• _Aim of the task_:
Scan the entries below and extract each line with the word "kind" in it.

___ Excerpted records ___

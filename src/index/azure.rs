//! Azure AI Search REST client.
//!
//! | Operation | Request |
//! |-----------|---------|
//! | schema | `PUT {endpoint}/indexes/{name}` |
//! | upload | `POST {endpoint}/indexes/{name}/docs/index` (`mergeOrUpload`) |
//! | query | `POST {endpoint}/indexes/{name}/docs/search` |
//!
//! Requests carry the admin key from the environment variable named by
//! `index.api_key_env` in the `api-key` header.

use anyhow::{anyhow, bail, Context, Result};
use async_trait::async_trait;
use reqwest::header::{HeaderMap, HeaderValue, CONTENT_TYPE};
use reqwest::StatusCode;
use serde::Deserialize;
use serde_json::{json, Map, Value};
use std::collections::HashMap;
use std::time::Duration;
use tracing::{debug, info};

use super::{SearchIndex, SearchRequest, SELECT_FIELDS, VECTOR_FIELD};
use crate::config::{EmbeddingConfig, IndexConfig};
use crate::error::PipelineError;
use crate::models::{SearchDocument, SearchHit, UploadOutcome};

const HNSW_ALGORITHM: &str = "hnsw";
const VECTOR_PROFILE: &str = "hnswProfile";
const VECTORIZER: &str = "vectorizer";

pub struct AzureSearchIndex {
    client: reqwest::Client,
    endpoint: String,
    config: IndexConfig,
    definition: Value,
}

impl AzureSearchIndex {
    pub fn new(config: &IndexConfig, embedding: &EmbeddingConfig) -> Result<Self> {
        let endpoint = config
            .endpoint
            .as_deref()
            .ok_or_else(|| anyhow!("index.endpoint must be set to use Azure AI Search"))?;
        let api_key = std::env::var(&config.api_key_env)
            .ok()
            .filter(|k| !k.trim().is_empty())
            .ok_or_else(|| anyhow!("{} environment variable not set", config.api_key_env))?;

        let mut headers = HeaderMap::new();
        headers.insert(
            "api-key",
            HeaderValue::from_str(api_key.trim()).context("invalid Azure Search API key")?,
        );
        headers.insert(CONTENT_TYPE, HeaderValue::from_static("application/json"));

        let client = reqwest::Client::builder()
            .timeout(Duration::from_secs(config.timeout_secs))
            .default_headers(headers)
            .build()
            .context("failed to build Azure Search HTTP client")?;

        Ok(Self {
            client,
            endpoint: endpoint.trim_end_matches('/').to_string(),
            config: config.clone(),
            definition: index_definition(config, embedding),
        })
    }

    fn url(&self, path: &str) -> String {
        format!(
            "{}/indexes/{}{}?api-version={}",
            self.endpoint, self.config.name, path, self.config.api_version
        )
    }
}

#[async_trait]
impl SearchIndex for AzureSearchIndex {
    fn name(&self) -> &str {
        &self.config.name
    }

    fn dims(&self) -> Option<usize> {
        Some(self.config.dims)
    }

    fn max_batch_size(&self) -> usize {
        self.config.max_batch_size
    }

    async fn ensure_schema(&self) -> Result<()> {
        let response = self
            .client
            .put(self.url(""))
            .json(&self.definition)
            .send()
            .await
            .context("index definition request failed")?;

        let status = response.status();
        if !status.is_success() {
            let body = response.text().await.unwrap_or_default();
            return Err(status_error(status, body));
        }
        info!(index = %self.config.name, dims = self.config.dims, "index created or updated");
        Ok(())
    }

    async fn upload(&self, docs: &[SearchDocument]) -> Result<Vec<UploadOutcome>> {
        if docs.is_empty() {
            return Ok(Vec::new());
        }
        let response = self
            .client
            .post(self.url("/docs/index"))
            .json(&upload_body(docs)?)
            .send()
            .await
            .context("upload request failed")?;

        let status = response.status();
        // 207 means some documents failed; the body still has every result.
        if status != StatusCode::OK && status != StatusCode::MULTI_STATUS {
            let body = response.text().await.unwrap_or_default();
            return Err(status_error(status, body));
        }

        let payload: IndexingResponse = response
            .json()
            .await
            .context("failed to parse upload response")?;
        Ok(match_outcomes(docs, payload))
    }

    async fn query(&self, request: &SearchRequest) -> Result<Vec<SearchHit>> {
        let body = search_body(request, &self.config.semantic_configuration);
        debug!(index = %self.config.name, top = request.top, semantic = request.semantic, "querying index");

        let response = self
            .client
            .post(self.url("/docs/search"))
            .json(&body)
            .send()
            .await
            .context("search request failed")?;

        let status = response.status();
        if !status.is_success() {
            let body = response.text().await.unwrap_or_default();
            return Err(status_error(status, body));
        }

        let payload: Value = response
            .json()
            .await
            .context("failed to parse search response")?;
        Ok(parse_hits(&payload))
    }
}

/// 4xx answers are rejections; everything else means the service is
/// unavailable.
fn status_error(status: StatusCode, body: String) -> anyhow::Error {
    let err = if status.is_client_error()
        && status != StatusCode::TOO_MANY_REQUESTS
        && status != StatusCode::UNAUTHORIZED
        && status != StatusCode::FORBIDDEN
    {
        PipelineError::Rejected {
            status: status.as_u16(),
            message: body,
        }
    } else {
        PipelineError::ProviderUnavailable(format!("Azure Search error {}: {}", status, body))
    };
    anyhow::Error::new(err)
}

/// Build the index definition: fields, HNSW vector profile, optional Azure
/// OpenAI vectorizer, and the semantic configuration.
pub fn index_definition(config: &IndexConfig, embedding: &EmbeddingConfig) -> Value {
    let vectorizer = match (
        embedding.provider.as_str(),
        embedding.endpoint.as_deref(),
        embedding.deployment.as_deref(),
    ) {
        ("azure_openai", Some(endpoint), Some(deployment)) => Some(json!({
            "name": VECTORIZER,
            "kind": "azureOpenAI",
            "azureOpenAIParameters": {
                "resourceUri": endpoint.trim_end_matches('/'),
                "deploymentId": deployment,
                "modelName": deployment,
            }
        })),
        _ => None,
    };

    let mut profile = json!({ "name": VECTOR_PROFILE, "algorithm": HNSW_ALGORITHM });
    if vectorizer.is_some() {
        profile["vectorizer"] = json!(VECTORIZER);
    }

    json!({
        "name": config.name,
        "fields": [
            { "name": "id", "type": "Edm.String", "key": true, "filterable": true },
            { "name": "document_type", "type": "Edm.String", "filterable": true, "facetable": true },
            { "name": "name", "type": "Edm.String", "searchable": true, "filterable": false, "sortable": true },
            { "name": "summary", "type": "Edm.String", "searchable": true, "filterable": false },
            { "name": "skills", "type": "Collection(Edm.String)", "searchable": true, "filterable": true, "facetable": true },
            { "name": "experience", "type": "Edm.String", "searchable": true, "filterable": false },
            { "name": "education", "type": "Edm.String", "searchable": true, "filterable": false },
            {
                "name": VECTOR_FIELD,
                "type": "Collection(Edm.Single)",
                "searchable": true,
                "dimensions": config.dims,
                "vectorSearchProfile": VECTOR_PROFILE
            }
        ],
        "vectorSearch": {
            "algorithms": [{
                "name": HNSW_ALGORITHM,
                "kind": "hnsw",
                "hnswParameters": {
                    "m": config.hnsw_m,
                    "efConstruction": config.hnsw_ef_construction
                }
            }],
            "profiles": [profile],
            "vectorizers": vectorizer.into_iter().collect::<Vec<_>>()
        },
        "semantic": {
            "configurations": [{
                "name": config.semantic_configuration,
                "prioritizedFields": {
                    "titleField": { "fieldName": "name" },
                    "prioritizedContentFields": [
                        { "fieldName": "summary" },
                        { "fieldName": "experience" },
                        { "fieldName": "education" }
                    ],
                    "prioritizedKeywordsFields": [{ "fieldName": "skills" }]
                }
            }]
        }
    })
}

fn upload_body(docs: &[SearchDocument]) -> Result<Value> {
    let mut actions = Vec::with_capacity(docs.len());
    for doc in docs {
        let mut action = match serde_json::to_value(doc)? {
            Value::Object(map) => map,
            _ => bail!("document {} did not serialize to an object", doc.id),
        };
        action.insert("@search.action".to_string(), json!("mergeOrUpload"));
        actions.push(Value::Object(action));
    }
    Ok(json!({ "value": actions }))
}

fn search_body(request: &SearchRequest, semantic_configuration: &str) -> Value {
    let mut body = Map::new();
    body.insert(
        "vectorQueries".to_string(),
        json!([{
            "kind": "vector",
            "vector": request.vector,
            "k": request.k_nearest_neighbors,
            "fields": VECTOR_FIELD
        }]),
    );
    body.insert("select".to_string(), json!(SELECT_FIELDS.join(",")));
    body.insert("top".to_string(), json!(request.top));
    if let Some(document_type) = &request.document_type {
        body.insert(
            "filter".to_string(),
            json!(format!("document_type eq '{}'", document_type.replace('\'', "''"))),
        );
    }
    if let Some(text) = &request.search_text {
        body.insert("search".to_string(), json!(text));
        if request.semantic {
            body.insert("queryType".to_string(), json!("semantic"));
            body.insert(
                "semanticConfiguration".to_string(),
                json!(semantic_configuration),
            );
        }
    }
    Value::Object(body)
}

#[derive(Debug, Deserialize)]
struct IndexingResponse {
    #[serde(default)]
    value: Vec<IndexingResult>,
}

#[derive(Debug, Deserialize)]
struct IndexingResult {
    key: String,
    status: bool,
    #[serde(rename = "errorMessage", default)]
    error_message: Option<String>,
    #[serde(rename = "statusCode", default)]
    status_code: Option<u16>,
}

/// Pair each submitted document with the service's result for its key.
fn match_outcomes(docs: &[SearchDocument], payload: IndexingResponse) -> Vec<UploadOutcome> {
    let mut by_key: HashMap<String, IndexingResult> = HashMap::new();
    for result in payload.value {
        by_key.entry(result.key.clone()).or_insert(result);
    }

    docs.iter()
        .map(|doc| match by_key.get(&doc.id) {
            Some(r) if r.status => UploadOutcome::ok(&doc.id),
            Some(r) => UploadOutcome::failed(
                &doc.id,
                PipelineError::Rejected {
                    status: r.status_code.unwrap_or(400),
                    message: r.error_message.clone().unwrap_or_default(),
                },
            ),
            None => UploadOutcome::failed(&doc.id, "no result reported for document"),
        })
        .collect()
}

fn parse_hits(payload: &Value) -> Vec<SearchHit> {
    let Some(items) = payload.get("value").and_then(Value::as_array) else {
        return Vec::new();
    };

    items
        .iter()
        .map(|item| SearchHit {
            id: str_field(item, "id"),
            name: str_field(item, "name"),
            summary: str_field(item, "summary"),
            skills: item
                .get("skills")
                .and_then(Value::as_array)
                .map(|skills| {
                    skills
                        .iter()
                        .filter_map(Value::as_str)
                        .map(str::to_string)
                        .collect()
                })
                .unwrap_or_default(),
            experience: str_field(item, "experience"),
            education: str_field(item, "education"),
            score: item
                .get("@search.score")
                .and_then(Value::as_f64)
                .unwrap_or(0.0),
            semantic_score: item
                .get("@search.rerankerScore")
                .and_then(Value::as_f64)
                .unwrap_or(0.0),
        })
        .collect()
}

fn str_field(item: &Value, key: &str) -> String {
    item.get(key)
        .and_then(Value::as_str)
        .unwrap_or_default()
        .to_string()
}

___
___ Excerpted records ___

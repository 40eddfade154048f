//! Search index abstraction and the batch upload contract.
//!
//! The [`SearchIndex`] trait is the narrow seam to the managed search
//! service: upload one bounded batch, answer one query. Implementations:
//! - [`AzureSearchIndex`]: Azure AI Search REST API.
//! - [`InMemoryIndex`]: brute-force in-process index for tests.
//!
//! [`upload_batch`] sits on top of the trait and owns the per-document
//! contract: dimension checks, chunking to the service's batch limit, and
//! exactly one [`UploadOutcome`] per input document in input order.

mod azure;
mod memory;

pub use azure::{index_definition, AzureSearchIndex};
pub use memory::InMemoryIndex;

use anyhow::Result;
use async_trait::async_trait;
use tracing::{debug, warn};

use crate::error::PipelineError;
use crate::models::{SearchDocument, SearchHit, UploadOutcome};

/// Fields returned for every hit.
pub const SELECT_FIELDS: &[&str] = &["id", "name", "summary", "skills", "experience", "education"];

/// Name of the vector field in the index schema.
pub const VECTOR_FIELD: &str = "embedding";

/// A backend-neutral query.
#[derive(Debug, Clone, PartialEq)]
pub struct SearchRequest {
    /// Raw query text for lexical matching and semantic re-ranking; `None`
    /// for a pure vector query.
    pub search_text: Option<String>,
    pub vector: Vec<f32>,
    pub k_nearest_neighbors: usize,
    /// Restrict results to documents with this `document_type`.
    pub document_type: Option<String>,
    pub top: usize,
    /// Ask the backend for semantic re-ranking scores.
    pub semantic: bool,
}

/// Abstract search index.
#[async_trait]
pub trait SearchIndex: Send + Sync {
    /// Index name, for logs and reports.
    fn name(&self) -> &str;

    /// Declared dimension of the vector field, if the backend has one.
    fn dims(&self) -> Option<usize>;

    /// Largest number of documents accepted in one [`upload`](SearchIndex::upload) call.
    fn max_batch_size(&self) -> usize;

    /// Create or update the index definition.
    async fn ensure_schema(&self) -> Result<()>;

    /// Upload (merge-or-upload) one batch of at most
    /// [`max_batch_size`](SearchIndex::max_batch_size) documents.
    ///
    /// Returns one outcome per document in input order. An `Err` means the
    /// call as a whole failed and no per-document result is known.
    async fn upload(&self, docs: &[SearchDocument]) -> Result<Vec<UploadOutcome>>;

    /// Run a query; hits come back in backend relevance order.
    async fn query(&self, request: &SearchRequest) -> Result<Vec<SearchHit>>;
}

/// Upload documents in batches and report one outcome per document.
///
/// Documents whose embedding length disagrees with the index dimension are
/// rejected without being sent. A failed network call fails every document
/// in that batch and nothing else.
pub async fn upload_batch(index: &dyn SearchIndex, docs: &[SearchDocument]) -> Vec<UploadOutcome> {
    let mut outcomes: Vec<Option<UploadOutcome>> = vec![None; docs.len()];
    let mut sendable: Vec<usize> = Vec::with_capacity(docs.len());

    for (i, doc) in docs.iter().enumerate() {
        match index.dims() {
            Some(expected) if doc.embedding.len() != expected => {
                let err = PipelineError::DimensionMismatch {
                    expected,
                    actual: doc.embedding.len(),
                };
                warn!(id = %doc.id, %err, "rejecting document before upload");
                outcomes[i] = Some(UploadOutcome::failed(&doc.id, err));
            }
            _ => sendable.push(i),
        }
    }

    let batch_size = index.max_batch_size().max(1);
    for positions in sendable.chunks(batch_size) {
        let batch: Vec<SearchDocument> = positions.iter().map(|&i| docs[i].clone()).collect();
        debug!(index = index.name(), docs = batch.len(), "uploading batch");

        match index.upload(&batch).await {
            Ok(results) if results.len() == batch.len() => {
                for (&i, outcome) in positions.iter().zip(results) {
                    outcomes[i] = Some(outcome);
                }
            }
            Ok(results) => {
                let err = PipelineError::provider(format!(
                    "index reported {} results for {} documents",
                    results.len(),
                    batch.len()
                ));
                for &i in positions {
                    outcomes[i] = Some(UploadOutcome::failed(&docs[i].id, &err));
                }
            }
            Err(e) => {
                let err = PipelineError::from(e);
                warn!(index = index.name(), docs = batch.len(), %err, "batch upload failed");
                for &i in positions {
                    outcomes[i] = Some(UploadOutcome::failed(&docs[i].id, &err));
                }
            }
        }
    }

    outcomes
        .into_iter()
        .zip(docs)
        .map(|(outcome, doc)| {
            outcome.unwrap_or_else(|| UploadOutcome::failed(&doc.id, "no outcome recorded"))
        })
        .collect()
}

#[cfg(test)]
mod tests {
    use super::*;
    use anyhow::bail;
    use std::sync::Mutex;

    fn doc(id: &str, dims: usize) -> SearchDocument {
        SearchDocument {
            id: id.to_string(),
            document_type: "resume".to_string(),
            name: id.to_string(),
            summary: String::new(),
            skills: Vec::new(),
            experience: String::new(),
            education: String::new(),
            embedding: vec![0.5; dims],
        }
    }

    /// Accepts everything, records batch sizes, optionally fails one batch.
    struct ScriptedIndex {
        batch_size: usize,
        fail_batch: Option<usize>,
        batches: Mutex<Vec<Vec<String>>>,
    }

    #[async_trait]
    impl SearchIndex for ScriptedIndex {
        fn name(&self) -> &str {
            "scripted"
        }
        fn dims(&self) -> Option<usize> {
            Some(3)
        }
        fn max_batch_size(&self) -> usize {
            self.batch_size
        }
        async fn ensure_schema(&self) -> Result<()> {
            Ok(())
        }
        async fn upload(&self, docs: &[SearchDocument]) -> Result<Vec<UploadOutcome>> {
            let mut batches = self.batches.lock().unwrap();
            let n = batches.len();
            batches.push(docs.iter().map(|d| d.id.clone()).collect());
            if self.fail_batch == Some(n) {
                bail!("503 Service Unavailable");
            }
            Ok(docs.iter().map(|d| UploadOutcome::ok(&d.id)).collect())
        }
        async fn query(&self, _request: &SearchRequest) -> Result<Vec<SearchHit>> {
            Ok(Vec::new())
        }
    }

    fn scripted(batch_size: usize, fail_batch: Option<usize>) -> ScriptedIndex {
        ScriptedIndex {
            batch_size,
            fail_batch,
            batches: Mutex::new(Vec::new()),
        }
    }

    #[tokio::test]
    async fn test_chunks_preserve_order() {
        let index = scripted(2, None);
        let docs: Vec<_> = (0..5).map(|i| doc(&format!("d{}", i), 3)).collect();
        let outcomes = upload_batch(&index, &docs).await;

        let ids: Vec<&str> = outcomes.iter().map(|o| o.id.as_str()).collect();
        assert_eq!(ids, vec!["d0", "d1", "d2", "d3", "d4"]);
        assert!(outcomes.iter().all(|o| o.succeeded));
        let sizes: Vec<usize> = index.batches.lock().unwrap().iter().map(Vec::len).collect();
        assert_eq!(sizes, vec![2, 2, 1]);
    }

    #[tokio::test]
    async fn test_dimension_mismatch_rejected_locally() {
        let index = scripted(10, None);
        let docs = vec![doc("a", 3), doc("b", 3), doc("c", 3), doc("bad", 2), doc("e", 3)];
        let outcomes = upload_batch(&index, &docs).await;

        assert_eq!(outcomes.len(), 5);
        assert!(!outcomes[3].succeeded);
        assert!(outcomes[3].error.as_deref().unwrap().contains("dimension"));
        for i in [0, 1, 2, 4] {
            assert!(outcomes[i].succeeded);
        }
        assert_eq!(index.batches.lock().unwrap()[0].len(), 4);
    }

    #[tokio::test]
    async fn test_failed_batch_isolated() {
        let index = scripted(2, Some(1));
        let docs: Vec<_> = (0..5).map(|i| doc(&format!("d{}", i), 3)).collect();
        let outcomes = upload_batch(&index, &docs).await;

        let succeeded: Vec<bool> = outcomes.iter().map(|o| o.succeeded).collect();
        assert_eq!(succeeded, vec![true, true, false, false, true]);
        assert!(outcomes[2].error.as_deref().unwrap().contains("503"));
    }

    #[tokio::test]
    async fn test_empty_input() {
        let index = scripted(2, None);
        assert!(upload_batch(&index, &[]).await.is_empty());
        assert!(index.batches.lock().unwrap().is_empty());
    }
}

___

• _Written solution_:
            "kind": "azureOpenAI",
                "kind": "hnsw",
            "kind": "vector",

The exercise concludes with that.